Ont discuté de cette thématique, Oumama Aouad Lahrech, ancienne ambassadrice marocaine au Pérou, en Bolivie et au Panama, l’écrivain et Professeur à l’Université de New England Anouar Majid, auteur notamment de We are all Moors (Nous sommes tous des Maures), Mohamed El Morabet écrivain et traducteur maroco-espagnol fin connaisseur de la culture entre les deux pays, Rodrigo Sobral Cuhna écrivain et penseur portugais et enfin Nieves Muriel Garcia, l’écrivaine et universitaire espagnole qui a révélée l’existence de lettres d’amour entre femmes espagnoles et soldats marocains saisies entre les années 1930 et 1950.
L’ensemble du panel a insisté sur la nécessité de renforcer les liens entre les trois pays, plus étroitement encore à l’heure où l’actualité dans le monde est plutôt anxiogène. Nieves Muriel Garcia rappelle à cet égard que « ce sont en général les femmes qui sont le plus porteuses d’espoir d’amour et de paix ». Pour preuve son travail dans les archives espagnoles qui a permis de révéler des centaines de lettres d’un amour « interdit » entre femmes espagnoles et soldats marocains. Des documents inédits largement censurés par le régime franciste (1939-1977). Oumama Aouad Lahrech, quant à elle, a évoqué le lien linguistique inextricable entre l’arabe, l’espagnol, la darija et le portugais.
L’ancienne ambassadrice, spécialiste de l’Amérique latine, a rappelé qu’entre 4000 et 5000 mots arabes ont intégré l’espagnol durant les huit siècles de présence musulmane en péninsule ibérique. Plus étonnant, l’espagnol parlé en Amérique latine contiendrait encore plus de mots d’origine arabe « du fait qu’ils n’aient pas eu à faire de révision historique de leur passé ». A ce titre, de « grands intellectuels latino-américains revendiquent un héritage cultuel arabe ». Dans le même sujet, Mohamed El Morabet a fait référence à l’histoire de la ville portugaise de Mazagao, une cité « littéralement déménagée depuis l’ancienne Mazagan » (El Jadida) au cours de courants migratoires insoupçonnés.
Anouar Majid l’écrivain d’origine tangérois dont les livres connaissent un grand succès outre-Atlantique, a pour sa part regretté qu’en 2009, aucune cérémonie ne soit venue rappeler les quatre siècles du décret royal espagnol décrétant l’expulsion de 300 000 musulmans, survenue après celle des juifs (1492) et la prise de Grenade.
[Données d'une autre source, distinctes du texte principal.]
//! Renderer creation options and injected host capabilities.
//!
//! Renderers receive everything they need from the host at construction
//! time through [`RendererOptions`]. There is deliberately no process-wide
//! slot for borrowing host machinery; a renderer that needs the host's own
//! rendering capability, or network access for auxiliary metadata, gets it
//! as an explicit capability here.

use std::fmt;
use std::sync::Arc;

use serde_json::Value;

use crate::error::RenderError;

/// Blocking JSON-over-HTTP fetch capability.
///
/// Renderers that need auxiliary metadata (map bounds, dataset listings)
/// receive this through their creation options instead of owning an HTTP
/// client. Implementations may block; async renderers drive calls through
/// `tokio::task::spawn_blocking`.
pub trait DataFetch: Send + Sync {
    /// Fetch `url` and parse the response body as JSON.
    fn get_json(&self, url: &str) -> Result<Value, RenderError>;
}

/// The host engine's own rendering capability, for nested payloads.
///
/// Used where a renderer wants an inner value (e.g. a JSON summary) drawn
/// by the host's regular mime renderer rather than by its own markup.
pub trait NestedRender: Send + Sync {
    /// Render `data` as `mime_type`, returning the produced fragment.
    fn render(&self, mime_type: &str, data: &Value) -> Result<String, RenderError>;
}

/// Capabilities the embedding host grants to renderers.
#[derive(Clone, Default)]
pub struct HostCapabilities {
    /// JSON fetch for auxiliary requests.
    pub fetch: Option<Arc<dyn DataFetch>>,
    /// Nested rendering through the host engine.
    pub nested: Option<Arc<dyn NestedRender>>,
}

impl fmt::Debug for HostCapabilities {
    fn fmt(&self, f: &mut fmt::Formatter<'_>) -> fmt::Result {
        f.debug_struct("HostCapabilities")
            .field("fetch", &self.fetch.is_some())
            .field("nested", &self.nested.is_some())
            .finish()
    }
}

/// Options handed to a factory when creating a renderer.
///
/// The bridge dispatcher builds these by merging its stored base
/// capabilities with the content type extracted from the incoming payload.
#[derive(Debug, Clone)]
pub struct RendererOptions {
    /// Mime type the renderer is being created for.
    pub mime_type: String,
    /// Injected host capabilities.
    pub host: HostCapabilities,
}

impl RendererOptions {
    /// Options for `mime_type` with no host capabilities.
    #[must_use]
    pub fn new(mime_type: impl Into<String>) -> Self {
        Self {
            mime_type: mime_type.into(),
            host: HostCapabilities::default(),
        }
    }

    /// Attach host capabilities.
    #[must_use]
    pub fn with_host(mut self, host: HostCapabilities) -> Self {
        self.host = host;
        self
    }
}
//! Host registration descriptor.

use crate::bridge::DATASET_MIME_TYPE;

/// Registration record for a host engine's extension mechanism.
///
/// Describes how the bridge should be wired into a host: the payload
/// content type it answers for, and the dataset descriptor file extensions
/// whose contents carry such payloads.
#[derive(Debug, Clone, PartialEq, Eq)]
pub struct HostExtension {
    /// Stable extension identifier.
    pub id: &'static str,
    /// Content types routed to the bridge.
    pub mime_types: &'static [&'static str],
    /// Dataset descriptor file extensions.
    pub file_extensions: &'static [&'static str],
}

/// The bridge's registration record.
#[must_use]
pub fn extension() -> HostExtension {
    HostExtension {
        id: "rdv-bridge",
        mime_types: &[DATASET_MIME_TYPE],
        file_extensions: &[".big"],
    }
}

#[cfg(test)]
mod tests {
    use super::*;

    #[test]
    fn test_extension_routes_dataset_mime_type() {
        let ext = extension();
        assert_eq!(ext.mime_types, &[DATASET_MIME_TYPE]);
        assert_eq!(ext.file_extensions, &[".big"]);
    }
}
Un devoir de mémoire encore inachevé selon lui avant d’inviter les trois pays à « cicatriser les blessures du passé ».
Rodrigo Sobral Cuhna l’intellectuel polydisciplinaire portugais, a lui, insisté sur le véritable langage commun entre les trois nations « celui du cœur » car dit-il, « inscrit dans la culture partagée ». Une première rencontre pleine d’émotions, se félicite Driss El Yazami, président du Conseil de la Communauté Marocaine à l’Etranger (CCME) co-organisateur du Forum. Tout en saluant le « tribun » José Luis Zapatero, et en regrettant l’absence d’António Costa (l’ancien premier ministre portugais vient de prendre la présidence du Conseil européen) nous déclare « la nécessité de former un bloc de paix et de stabilité » avec les voisins ibériques. Le Forum se poursuit ce 29 juin pour sa dernière session.